Exercise directions —
Could you return the lines below exactly, from the first line up to and including the line that holds "const ENGLISH: &[&str]"?

--- Records for this exercise Enclosed Below ---

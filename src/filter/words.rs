// Built-in blacklist.
//
// A merged English + French list. Entries that contain characters outside
// [A-Za-z0-9_] (leetspeak spellings, multi-word phrases) are matched with an
// escaped whole-word pattern instead of plain set lookup.

/// English entries, including common leetspeak spellings.
const ENGLISH: &[&str] = &[
    "anal", "anus", "arse", "arsehole", "ass", "asshole", "a$$", "a$$hole", "bastard", "bitch",
    "b!tch", "bitches", "blowjob", "bollocks", "boner", "boob", "boobs", "bullshit", "clit",
    "cock", "cocksucker", "crap", "cum", "cunt", "damn", "dick", "dickhead", "dildo", "douche",
    "douchebag", "dyke", "fag", "faggot", "fuck", "fucked", "fucker", "fuckin", "fucking",
    "f*ck", "goddamn", "handjob", "hell", "homo", "jackass", "jerkoff", "jizz", "kike",
    "motherfucker", "nigga", "nigger", "nazi", "penis", "piss", "pissed", "porn", "prick",
    "pussy", "queef", "retard", "scrotum", "sh!t", "shit", "shitty", "skank", "slut", "smegma",
    "son of a bitch", "spic", "tit", "tits", "twat", "vagina", "wank", "wanker", "whore",
];

/// French entries.
const FRENCH: &[&str] = &[
    "batard", "bordel", "branleur", "connard", "connasse", "conne", "couille", "couilles",
    "encule", "enculé", "enfoiré", "fils de pute", "foutre", "merde", "nique", "pétasse",
    "putain", "pute", "salaud", "salope", "tapette",
];

/// The default blacklist used when a filter isn't built with `empty_list`.
pub fn default_words() -> Vec<String> {
    ENGLISH
        .iter()
        .chain(FRENCH.iter())
        .map(|w| (*w).to_string())
        .collect()
}
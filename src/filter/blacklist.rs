// Blacklist filter — profanity detection and placeholder masking.
//
// The word list is kept as given (duplicates and all) for inspection, and
// indexed into two lookup structures when words are added:
//
//   - plain entries (only [A-Za-z0-9_]) go into a lower-case HashSet and are
//     checked against the ASCII word runs of the input
//   - everything else gets one escaped whole-word regex, compiled once
//
// The exclude list always wins: a word in it never counts as profane, no
// matter how many times it appears in the word list.

use std::collections::HashSet;

use regex_lite::{NoExpand, Regex, RegexBuilder};
use tracing::{debug, info, warn};

use super::words::default_words;
use crate::error::{ModerateError, Result};

/// Characters stripped from a word before masking. `|`, `$` and `@` are kept.
pub const DEFAULT_SANITIZE_PATTERN: &str = r"[^a-zA-Z0-9|$@]|\^";
/// Characters replaced by the placeholder when masking.
pub const DEFAULT_REPLACE_PATTERN: &str = r"\w";
/// How `clean` cuts a sentence into fragments.
pub const DEFAULT_SPLIT_PATTERN: &str = r"\b";
pub const DEFAULT_PLACEHOLDER: char = '*';

/// Everything a `BlacklistFilter` is built from.
#[derive(Debug, Clone)]
pub struct FilterConfig {
    pub list: Vec<String>,
    pub exclude: Vec<String>,
    pub placeholder: char,
    pub sanitize_pattern: String,
    pub replace_pattern: String,
    pub split_pattern: String,
}

impl Default for FilterConfig {
    fn default() -> Self {
        Self {
            list: default_words(),
            exclude: Vec::new(),
            placeholder: DEFAULT_PLACEHOLDER,
            sanitize_pattern: DEFAULT_SANITIZE_PATTERN.to_string(),
            replace_pattern: DEFAULT_REPLACE_PATTERN.to_string(),
            split_pattern: DEFAULT_SPLIT_PATTERN.to_string(),
        }
    }
}

/// A blacklist entry that can't be matched by plain set lookup.
#[derive(Debug)]
struct PatternEntry {
    word: String,
    regex: Regex,
}

#[derive(Debug)]
pub struct BlacklistFilter {
    list: Vec<String>,
    plain: HashSet<String>,
    patterned: Vec<PatternEntry>,
    exclude: HashSet<String>,
    placeholder: String,
    sanitize: Regex,
    replace: Regex,
    split: Regex,
    word_run: Regex,
}

impl BlacklistFilter {
    /// Build a filter, compiling all configured patterns up front.
    ///
    /// A pattern that doesn't compile is a configuration error here rather
    /// than a surprise on the first `clean` call.
    pub fn new(config: FilterConfig) -> Result<Self> {
        let mut filter = Self {
            list: Vec::with_capacity(config.list.len()),
            plain: HashSet::new(),
            patterned: Vec::new(),
            exclude: config.exclude.iter().map(|w| w.to_lowercase()).collect(),
            placeholder: config.placeholder.to_string(),
            sanitize: compile("sanitize", &config.sanitize_pattern)?,
            replace: compile("replace", &config.replace_pattern)?,
            split: compile("split", &config.split_pattern)?,
            word_run: compile("word run", r"[A-Za-z0-9_]+")?,
        };

        for word in config.list {
            filter.index(&word);
            filter.list.push(word);
        }

        debug!(
            words = filter.list.len(),
            patterned = filter.patterned.len(),
            excluded = filter.exclude.len(),
            "Built blacklist filter"
        );

        Ok(filter)
    }

    /// True if any non-excluded blacklist entry appears in `text` as a whole word.
    pub fn is_profane(&self, text: &str) -> bool {
        let plain_hit = self
            .word_run
            .find_iter(text)
            .map(|m| m.as_str().to_lowercase())
            .find(|w| self.plain.contains(w) && !self.exclude.contains(w));

        if let Some(word) = plain_hit {
            debug!(word = %word, "Blacklist hit");
            return true;
        }

        if self.patterned.is_empty() {
            return false;
        }

        let lowered = text.to_lowercase();
        self.patterned
            .iter()
            .filter(|entry| !self.exclude.contains(&entry.word))
            .any(|entry| entry.regex.is_match(&lowered))
    }

    /// Mask a single word: strip sanitized characters, then replace every
    /// remaining replace-pattern match with the placeholder.
    pub fn replace_word(&self, text: &str) -> String {
        let stripped = self.sanitize.replace_all(text, "");
        self.replace
            .replace_all(&stripped, NoExpand(&self.placeholder))
            .into_owned()
    }

    /// Mask every profane fragment of `text`.
    ///
    /// Fragments are rejoined with the first delimiter the split pattern
    /// matched, so with a non-empty delimiter pattern (e.g. `\s+`) mixed
    /// separators collapse to the first one. The default `\b` split matches
    /// the empty string and round-trips exactly.
    pub fn clean(&self, text: &str) -> String {
        let delimiter = self.split.find(text).map_or("", |m| m.as_str());

        self.split
            .split(text)
            .map(|fragment| {
                if self.is_profane(fragment) {
                    self.replace_word(fragment)
                } else {
                    fragment.to_string()
                }
            })
            .collect::<Vec<_>>()
            .join(delimiter)
    }

    /// Append words to the blacklist and lift any exclusion on them.
    pub fn add_words<I, S>(&mut self, words: I)
    where
        I: IntoIterator<Item = S>,
        S: AsRef<str>,
    {
        let mut added = 0;
        for word in words {
            let word = word.as_ref();
            self.index(word);
            self.list.push(word.to_string());
            self.exclude.remove(&word.to_lowercase());
            added += 1;
        }
        info!(added, total = self.list.len(), "Added blacklist words");
    }

    /// Whitelist words. The word list itself is left untouched.
    pub fn remove_words<I, S>(&mut self, words: I)
    where
        I: IntoIterator<Item = S>,
        S: AsRef<str>,
    {
        let before = self.exclude.len();
        self.exclude
            .extend(words.into_iter().map(|w| w.as_ref().to_lowercase()));
        info!(
            excluded = self.exclude.len() - before,
            "Excluded blacklist words"
        );
    }

    /// The blacklist as configured and extended, in insertion order.
    pub fn words(&self) -> &[String] {
        &self.list
    }

    /// The exclude list, sorted.
    pub fn excluded(&self) -> Vec<&str> {
        let mut words: Vec<&str> = self.exclude.iter().map(String::as_str).collect();
        words.sort_unstable();
        words
    }

    pub fn is_excluded(&self, word: &str) -> bool {
        self.exclude.contains(&word.to_lowercase())
    }

    pub fn placeholder(&self) -> char {
        self.placeholder.chars().next().unwrap_or(DEFAULT_PLACEHOLDER)
    }

    /// Put a word into the matching index. Duplicates are harmless.
    fn index(&mut self, word: &str) {
        let lowered = word.to_lowercase();
        if lowered.is_empty() {
            return;
        }

        if is_plain(&lowered) {
            self.plain.insert(lowered);
            return;
        }

        if self.patterned.iter().any(|e| e.word == lowered) {
            return;
        }

        match whole_word_regex(&lowered) {
            Ok(regex) => self.patterned.push(PatternEntry {
                word: lowered,
                regex,
            }),
            Err(e) => warn!(word = %word, error = %e, "Skipping unmatchable blacklist entry"),
        }
    }
}

fn is_plain(word: &str) -> bool {
    word.chars().all(|c| c.is_ascii_alphanumeric() || c == '_')
}

/// Escaped pattern for a word with non-word characters. Boundaries are only
/// asserted on edges that are word characters, otherwise an entry ending in
/// punctuation could never match at the end of a string.
fn whole_word_regex(word: &str) -> std::result::Result<Regex, regex_lite::Error> {
    let is_word = |c: Option<char>| c.is_some_and(|c| c.is_ascii_alphanumeric() || c == '_');
    let lead = if is_word(word.chars().next()) { r"\b" } else { "" };
    let tail = if is_word(word.chars().last()) { r"\b" } else { "" };

    RegexBuilder::new(&format!("{lead}{}{tail}", regex_lite::escape(word)))
        .case_insensitive(true)
        .build()
}

fn compile(name: &str, pattern: &str) -> Result<Regex> {
    Regex::new(pattern)
        .map_err(|e| ModerateError::config(format!("invalid {name} pattern {pattern:?}: {e}")))
}
// Unit tests for the tokenizer, language registry and sentiment engine.
//
// Covers the result invariants (empty input, comparative = score / tokens),
// registry lookups and overrides, and custom scoring strategies.

use textmod::sentiment::engine::{analyze_sentiment, SentimentOptions};
use textmod::sentiment::registry::LanguageRegistry;
use textmod::sentiment::traits::{LabelMapping, LanguageEntry, NegationStrategy};
use textmod::tokenize::tokenize;

fn labels(pairs: &[(&str, i32)]) -> LabelMapping {
    pairs.iter().map(|&(w, s)| (w.to_string(), s)).collect()
}

// ============================================================
// Result invariants
// ============================================================

#[test]
fn empty_phrase_scores_zero() {
    let registry = LanguageRegistry::default();
    let result = analyze_sentiment(&registry, "", &SentimentOptions::default()).unwrap();
    assert_eq!(result.score, 0);
    assert_eq!(result.comparative, 0.0);
    assert!(result.tokens.is_empty());
    assert!(result.words.is_empty());
}

#[test]
fn unlabeled_phrase_has_empty_calculation() {
    let registry = LanguageRegistry::default();
    let result =
        analyze_sentiment(&registry, "the cat sat on the mat", &SentimentOptions::default())
            .unwrap();
    assert_eq!(result.score, 0);
    assert_eq!(result.comparative, 0.0);
    assert_eq!(result.tokens.len(), 6);
    assert!(result.calculation.is_empty());
    assert!(result.words.is_empty());
}

#[test]
fn comparative_is_score_over_token_count() {
    let registry = LanguageRegistry::default();
    for phrase in [
        "good",
        "I love this, it is great",
        "terrible awful day",
        "not bad at all, actually pretty nice",
    ] {
        let result = analyze_sentiment(&registry, phrase, &SentimentOptions::default()).unwrap();
        assert!(!result.tokens.is_empty());
        let expected = f64::from(result.score) / result.tokens.len() as f64;
        assert_eq!(result.comparative, expected, "phrase: {phrase}");
    }
}

#[test]
fn good_scenario() {
    let registry = LanguageRegistry::default();
    let result = analyze_sentiment(&registry, "good", &SentimentOptions::default()).unwrap();
    assert_eq!(result.score, 2);
    assert_eq!(result.comparative, 2.0);
    assert_eq!(result.words, vec!["good"]);
    assert_eq!(result.positive, vec!["good"]);
    assert!(result.negative.is_empty());
}

#[test]
fn zero_weight_labels_are_words_but_neither_polarity() {
    let mut registry = LanguageRegistry::empty();
    registry.register_language("xx", LanguageEntry::unadjusted(labels(&[("meh", 0)])));
    let result =
        analyze_sentiment(&registry, "meh", &SentimentOptions::language("xx")).unwrap();
    assert_eq!(result.words, vec!["meh"]);
    assert!(result.positive.is_empty());
    assert!(result.negative.is_empty());
    assert_eq!(result.calculation.len(), 1);
}

#[test]
fn repeated_tokens_each_count() {
    let registry = LanguageRegistry::default();
    let result =
        analyze_sentiment(&registry, "good good good", &SentimentOptions::default()).unwrap();
    assert_eq!(result.score, 6);
    assert_eq!(result.words.len(), 3);
}

// ============================================================
// Registry
// ============================================================

#[test]
fn register_empty_mapping_then_lookup() {
    let mut registry = LanguageRegistry::default();
    registry.register_language("qq", LanguageEntry::unadjusted(LabelMapping::new()));
    assert!(registry.labels("qq").unwrap().is_empty());
    assert!(registry.contains("qq"));
}

#[test]
fn reregistration_overwrites() {
    let mut registry = LanguageRegistry::empty();
    registry.register_language("qq", LanguageEntry::unadjusted(labels(&[("a", 1)])));
    registry.register_language("qq", LanguageEntry::unadjusted(labels(&[("b", -1)])));
    let qq = registry.labels("qq").unwrap();
    assert!(qq.get("a").is_none());
    assert_eq!(qq.get("b"), Some(&-1));
}

#[test]
fn unknown_language_is_configuration_error() {
    let registry = LanguageRegistry::empty();
    let err = analyze_sentiment(&registry, "good", &SentimentOptions::default()).unwrap_err();
    assert!(err.is_configuration());
}

#[test]
fn french_builtin_handles_negation() {
    let registry = LanguageRegistry::default();
    let result =
        analyze_sentiment(&registry, "Ce n'est pas bon", &SentimentOptions::language("fr"))
            .unwrap();
    assert_eq!(result.score, -2);
    assert_eq!(result.negative, vec!["bon"]);
}

#[test]
fn french_plus_negates() {
    let registry = LanguageRegistry::default();
    let result =
        analyze_sentiment(&registry, "je ne suis plus content", &SentimentOptions::language("fr"))
            .unwrap();
    assert_eq!(result.score, -2);
}

#[test]
fn negated_min_label_does_not_overflow() {
    let registry = LanguageRegistry::default();
    let mut extras = LabelMapping::new();
    extras.insert("low".to_string(), i32::MIN);
    let result = analyze_sentiment(
        &registry,
        "not low",
        &SentimentOptions::default().with_extras(extras),
    )
    .unwrap();
    assert_eq!(result.score, i32::MAX);
    assert_eq!(result.positive, vec!["low"]);
}

#[test]
fn repeated_max_label_saturates() {
    let registry = LanguageRegistry::default();
    let mut extras = LabelMapping::new();
    extras.insert("big".to_string(), i32::MAX);
    let result = analyze_sentiment(
        &registry,
        "big big big",
        &SentimentOptions::default().with_extras(extras),
    )
    .unwrap();
    assert_eq!(result.score, i32::MAX);
    assert_eq!(result.calculation.len(), 3);
}

// ============================================================
// Custom strategies
// ============================================================

#[test]
fn closure_strategy_sees_neighbors() {
    // Doubles a score when the previous token is "very"
    let intensifier = |tokens: &[String], index: usize, score: i32| {
        if index > 0 && tokens[index - 1] == "very" {
            score * 2
        } else {
            score
        }
    };
    let mut registry = LanguageRegistry::empty();
    registry.register_language("xx", LanguageEntry::new(labels(&[("nice", 3)]), intensifier));

    let result =
        analyze_sentiment(&registry, "very nice, nice", &SentimentOptions::language("xx"))
            .unwrap();
    assert_eq!(result.score, 9);
    // Reverse order: the later "nice" comes first
    assert_eq!(result.calculation[0].score, 3);
    assert_eq!(result.calculation[1].score, 6);
}

#[test]
fn negation_strategy_on_custom_language() {
    let mut registry = LanguageRegistry::empty();
    registry.register_language(
        "xx",
        LanguageEntry::new(labels(&[("yay", 2)]), NegationStrategy::new(["nope"])),
    );
    let result =
        analyze_sentiment(&registry, "nope yay", &SentimentOptions::language("xx")).unwrap();
    assert_eq!(result.score, -2);
}

// ============================================================
// Tokenizer
// ============================================================

#[test]
fn tokenizer_is_restartable() {
    let a = tokenize("Good morning!");
    let b = tokenize("Good morning!");
    assert_eq!(a, b);
    assert_eq!(a, vec!["good", "morning"]);
}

--- End of Enclosed Records for this exercise ---

Answer for this exercise —
filename src/filter/words.rs
// Built-in blacklist.
//
// A merged English + French list. Entries that contain characters outside
// [A-Za-z0-9_] (leetspeak spellings, multi-word phrases) are matched with an
// escaped whole-word pattern instead of plain set lookup.

/// English entries, including common leetspeak spellings.
const ENGLISH: &[&str] = &[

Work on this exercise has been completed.